The highly contagious delta variant continues to be the most dominant strain of the SARS-CoV-2 virus, causing thousands of new COVID-19 infections daily around the globe.
But a new strain has also emerged on the scene: the mu variant. We asked infectious diseases specialist and head of Internal Medicine David Tweardy, M.D., for details about this new COVID-19 mutation. Here’s what he had to say.
So, what do we know right now about the mu variant?
It first emerged in Colombia in January 2021, and it quickly became the dominant strain there.
Where else has it been found?
It spread through South America first, but eventually made its way to 40 or 50 other countries. It’s still most prevalent in South America, but a few cases have also been reported in the U.S., the United Kingdom, and other places in Europe, so you could certainly say that it’s gone global. Still, it’s only considered a variant of interest at this point, rather than a variant of concern.

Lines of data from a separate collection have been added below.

//! Byte decoding helpers for BME280 register contents.

/// Which nibble of a shared byte belongs to a packed 12-bit value.
#[derive(Debug, Clone, Copy, PartialEq, Eq)]
pub enum Nibble {
    Low,
    High,
}

/// Unsigned 16-bit little-endian.
#[inline]
pub const fn u16_le(low: u8, high: u8) -> u16 {
    ((high as u16) << 8) | low as u16
}

/// Signed 16-bit little-endian.
#[inline]
pub const fn s16_le(low: u8, high: u8) -> i16 {
    let value = u16_le(low, high) as i32;
    if value & 0x8000 != 0 {
        (value - 0x1_0000) as i16
    } else {
        value as i16
    }
}

/// Signed 8-bit.
#[inline]
pub const fn s8(byte: u8) -> i8 {
    let value = byte as i16;
    if value & 0x80 != 0 {
        (value - 0x100) as i8
    } else {
        value as i8
    }
}

/// Signed 12-bit value made of `high << 4` and one nibble of `shared`.
#[inline]
pub const fn packed12(high: u8, shared: u8, side: Nibble) -> i16 {
    let nibble = match side {
        Nibble::Low => shared & 0x0F,
        Nibble::High => shared >> 4,
    };
    let value = ((high as i16) << 4) | nibble as i16;
    if value & 0x800 != 0 {
        value - 0x1000
    } else {
        value
    }
}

What’s the difference between a “variant of interest” and a “variant of concern?”
A mutation becomes a “variant of interest” when it emerges and becomes the dominant strain in a particular geographical area. That status gets elevated to a “variant of concern” when the mutation not only starts being found outside its country of origin, but also becomes the dominant strain in those areas.

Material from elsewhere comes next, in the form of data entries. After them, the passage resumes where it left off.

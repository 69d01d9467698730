//! Async BME280 temperature/humidity/pressure driver.
//!
//! Initialization order is fixed by the chip: the identity register is
//! checked first, the factory trim is read once, and only then are the
//! measurement registers written. Every read of measurement data is a single
//! burst over 0xF7..=0xFE so that the three channels belong to the same
//! conversion.

pub mod calibration;
pub mod codec;
pub mod compensation;
pub mod registers;
pub mod settings;

use embedded_hal::i2c::Error as _;
use embedded_hal_async::delay::DelayNs;
use embedded_hal_async::i2c::I2c;
use log::{debug, error, info};

use super::{DeviceError, EnvironmentSensor};
use calibration::CalibrationCoefficients;

pub use compensation::CompensatedSample;
pub use settings::{Bme280Config, Filter, Mode, Oversampling, Standby};

const SENSOR: &str = "BME280";

/// Maximum number of status polls while waiting for a conversion or NVM copy.
const STATUS_POLL_ATTEMPTS: u32 = 10;
const STATUS_POLL_INTERVAL_US: u32 = 2_000;
/// Start-up time after a soft reset.
const RESET_DELAY_US: u32 = 2_000;

/// Raw ADC values from one burst read.
#[derive(Debug, Clone, Copy, PartialEq, Eq)]
pub struct RawSample {
    /// 20-bit
    pub adc_temperature: u32,
    /// 20-bit
    pub adc_pressure: u32,
    pub adc_humidity: u16,
}

impl RawSample {
    /// Reassemble the raw values from the 8-byte data block.
    pub const fn from_data_block(data: &[u8; registers::DATA_LEN]) -> Self {
        Self {
            adc_pressure: adc20(data[0], data[1], data[2]),
            adc_temperature: adc20(data[3], data[4], data[5]),
            adc_humidity: ((data[6] as u16) << 8) | data[7] as u16,
        }
    }
}

#[inline]
const fn adc20(msb: u8, lsb: u8, xlsb: u8) -> u32 {
    ((msb as u32) << 12) | ((lsb as u32) << 4) | ((xlsb as u32) >> 4)
}

/// Whether the measurement registers hold a complete configuration.
#[derive(Debug, Clone, Copy, PartialEq, Eq)]
pub enum ConfigState {
    Uninitialized,
    Configured,
}

pub struct Bme280<I, D> {
    i2c: I,
    delay: D,
    address: u8,
    calibration: Option<CalibrationCoefficients>,
    config: Bme280Config,
    state: ConfigState,
}

impl<I: I2c, D: DelayNs> Bme280<I, D> {
    /// Create a driver. Does not talk to the sensor.
    pub fn new(i2c: I, delay: D, address: u8) -> Self {
        Self {
            i2c,
            delay,
            address,
            calibration: None,
            config: Bme280Config::default(),
            state: ConfigState::Uninitialized,
        }
    }

    /// Verify the chip, reset it, load the factory trim and apply `config`.
    ///
    /// On a chip-id mismatch nothing else is sent to the device.
    pub async fn init(&mut self, config: Bme280Config) -> Result<(), DeviceError> {
        self.verify_chip_id().await?;
        self.soft_reset().await?;

        let calibration = self.load_calibration().await?;
        self.calibration = Some(calibration);
        debug!("BME280: calibration {:?}", calibration);

        self.configure(config).await?;
        info!("BME280: initialized at address {:#04x}", self.address);

        Ok(())
    }

    pub async fn verify_chip_id(&mut self) -> Result<(), DeviceError> {
        let mut id = [0u8; 1];
        self.read_into(registers::CHIP_ID, &mut id, "read chip id").await?;

        if id[0] != registers::EXPECTED_CHIP_ID {
            error!(
                "BME280: chip id {:#04x} does not match {:#04x}",
                id[0],
                registers::EXPECTED_CHIP_ID
            );
            return Err(DeviceError::NotFound {
                sensor: SENSOR,
                chip_id: id[0],
            });
        }

        Ok(())
    }

    /// Reset the device and wait until the trim has been copied out of NVM.
    ///
    /// Clears the configuration; `configure` has to run again afterwards.
    pub async fn soft_reset(&mut self) -> Result<(), DeviceError> {
        self.write_reg(registers::RESET, registers::SOFT_RESET_COMMAND, "soft reset").await?;
        self.state = ConfigState::Uninitialized;
        self.delay.delay_us(RESET_DELAY_US).await;

        self.wait_status_clear(registers::STATUS_IM_UPDATE, "NVM copy").await
    }

    /// Read and decode both calibration blocks.
    pub async fn load_calibration(&mut self) -> Result<CalibrationCoefficients, DeviceError> {
        let mut block_a = [0u8; registers::CALIB_A_LEN];
        self.read_into(registers::CALIB_A, &mut block_a, "read calibration block A").await?;

        let mut block_b = [0u8; registers::CALIB_B_LEN];
        self.read_into(registers::CALIB_B, &mut block_b, "read calibration block B").await?;

        Ok(CalibrationCoefficients::from_blocks(&block_a, &block_b))
    }

    /// Write the measurement configuration.
    ///
    /// ctrl_hum only latches on the following ctrl_meas write, so the order
    /// is ctrl_hum, config, ctrl_meas. A failed write leaves the driver
    /// unconfigured.
    pub async fn configure(&mut self, config: Bme280Config) -> Result<(), DeviceError> {
        if self.calibration.is_none() {
            return Err(DeviceError::NotInitialized { sensor: SENSOR });
        }

        self.state = ConfigState::Uninitialized;

        self.write_reg(registers::CTRL_HUM, config.ctrl_hum(), "write ctrl_hum").await?;
        self.write_reg(registers::CONFIG, config.config(), "write config").await?;
        self.write_reg(registers::CTRL_MEAS, config.ctrl_meas(), "write ctrl_meas").await?;

        self.config = config;
        self.state = ConfigState::Configured;
        debug!("BME280: configured {:?}", config);

        Ok(())
    }

    /// Burst-read the data registers.
    ///
    /// Outside normal mode the conversion must already have been started;
    /// this waits for the measuring bit to clear first.
    pub async fn read_raw(&mut self, mode: Mode) -> Result<RawSample, DeviceError> {
        if mode != Mode::Normal {
            self.wait_status_clear(registers::STATUS_MEASURING, "conversion").await?;
        }

        let mut data = [0u8; registers::DATA_LEN];
        self.read_into(registers::DATA, &mut data, "burst read data registers").await?;

        let raw = RawSample::from_data_block(&data);
        debug!("BME280: raw {:?}", raw);

        Ok(raw)
    }

    /// Take one compensated measurement.
    ///
    /// In forced and sleep mode this triggers a one-shot conversion and waits
    /// for it; in normal mode it returns the latest completed conversion.
    pub async fn measure(&mut self) -> Result<CompensatedSample, DeviceError> {
        let calibration = self
            .calibration
            .ok_or(DeviceError::NotInitialized { sensor: SENSOR })?;
        if self.state != ConfigState::Configured {
            return Err(DeviceError::NotConfigured { sensor: SENSOR });
        }

        let mode = self.config.mode;
        if mode != Mode::Normal {
            self.trigger_forced().await?;
        }

        let raw = self.read_raw(mode).await?;
        Ok(CompensatedSample::compute(&raw, &calibration))
    }

    async fn trigger_forced(&mut self) -> Result<(), DeviceError> {
        let ctrl_meas = self.config.ctrl_meas_with_mode(Mode::Forced);
        self.write_reg(registers::CTRL_MEAS, ctrl_meas, "trigger forced conversion").await?;
        self.delay
            .delay_us(self.config.max_measurement_time_us())
            .await;
        Ok(())
    }

    async fn wait_status_clear(
        &mut self,
        mask: u8,
        operation: &'static str,
    ) -> Result<(), DeviceError> {
        let mut status = [0u8; 1];
        for _ in 0..STATUS_POLL_ATTEMPTS {
            self.read_into(registers::STATUS, &mut status, "read status").await?;
            if status[0] & mask == 0 {
                return Ok(());
            }
            self.delay.delay_us(STATUS_POLL_INTERVAL_US).await;
        }

        error!(
            "BME280: status {:#04x} still busy after {} polls",
            status[0], STATUS_POLL_ATTEMPTS
        );
        Err(DeviceError::ConversionTimeout {
            sensor: SENSOR,
            operation,
        })
    }

    async fn read_into(
        &mut self,
        register: u8,
        buffer: &mut [u8],
        operation: &'static str,
    ) -> Result<(), DeviceError> {
        self.i2c
            .write_read(self.address, &[register], buffer)
            .await
            .map_err(|e| {
                error!("BME280 {} failed: {:?}", operation, e.kind());
                DeviceError::BusFault {
                    sensor: SENSOR,
                    operation,
                }
            })
    }

    async fn write_reg(
        &mut self,
        register: u8,
        value: u8,
        operation: &'static str,
    ) -> Result<(), DeviceError> {
        self.i2c
            .write(self.address, &[register, value])
            .await
            .map_err(|e| {
                error!("BME280 {} failed: {:?}", operation, e.kind());
                DeviceError::BusFault {
                    sensor: SENSOR,
                    operation,
                }
            })
    }
}

impl<I, D> Bme280<I, D> {
    pub fn state(&self) -> ConfigState {
        self.state
    }

    pub fn config(&self) -> &Bme280Config {
        &self.config
    }

    pub fn calibration(&self) -> Option<&CalibrationCoefficients> {
        self.calibration.as_ref()
    }

    /// Give back the bus and delay.
    pub fn release(self) -> (I, D) {
        (self.i2c, self.delay)
    }
}

impl<I: I2c, D: DelayNs> EnvironmentSensor for Bme280<I, D> {
    async fn measure(&mut self) -> Result<CompensatedSample, DeviceError> {
        Bme280::measure(self).await
    }
}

How does the mu variant stack up against the delta variant?
There’s still very little published data, but the reports I’ve seen indicate that the mu variant may only be about 20% more infectious than the original Wuhan virus. That’s good news, since the alpha variant is 50% more infectious and the delta variant is 100% more infectious than the original.
In fact, the news gets even better. Because in some places where the mu variant has been found, it’s actually becoming less prevalent.
In South America, for instance, where it was first detected and identified, it peaked in July, with just 6% of all cases there. Now, two months later, it’s down to 3%. Most of the other cases there are attributed to delta. Similarly, at the global level, mu infections appear to have peaked in mid-July at 0.6% of new infections; now mu infections represent only 0.1% of new infections worldwide. So, mu is going in the opposite direction. And that’s really great, if you’re concerned at all about what the next wave might be after delta.
Will the vaccines currently available offer protection against the mu variant?
One study out of Japan suggested that serum antibodies from people with immunity acquired from either infection or vaccination are five times less effective at neutralizing the mu variant than the original strain. Another study in Italy only found them to be two times less effective. Both are cause for concern, but it’s not clear yet if that two-fold difference is biologically important. A five-fold difference could be. So, I’d like to see a tie-breaker.
But in order to obtain that data, people actually have to be exposed to the mu variant. And the likelihood of that is still fairly low, since it’s not nearly as prevalent or infectious as the delta variant. People are far more likely to be exposed to and infected with the delta variant right now. It makes up the vast majority of cases worldwide.
What should people do to protect themselves against the mu variant?
There’s nothing people could be doing right now that’s any different from anything they’ve already been doing to guard against other variants and viruses.
What about cancer patients and immunocompromised individuals? Any special guidance for them to protect against mu or other new COVID-19 variants?
The same guidance applies. But if you’re in cancer treatment and you’re not already vaccinated, talk to your care team about the best time to get vaccinated. And, if you are vaccinated, get your third dose as soon as you’re eligible to. Even if your immune response is far less than the average person’s, it’s still better to have some protection than none.
What’s the most important thing to keep in mind about the mu variant?
The news is actually pretty good, in terms of prevalence. Because based on the data we have so far, the mu variant seems to already be disappearing, not emerging.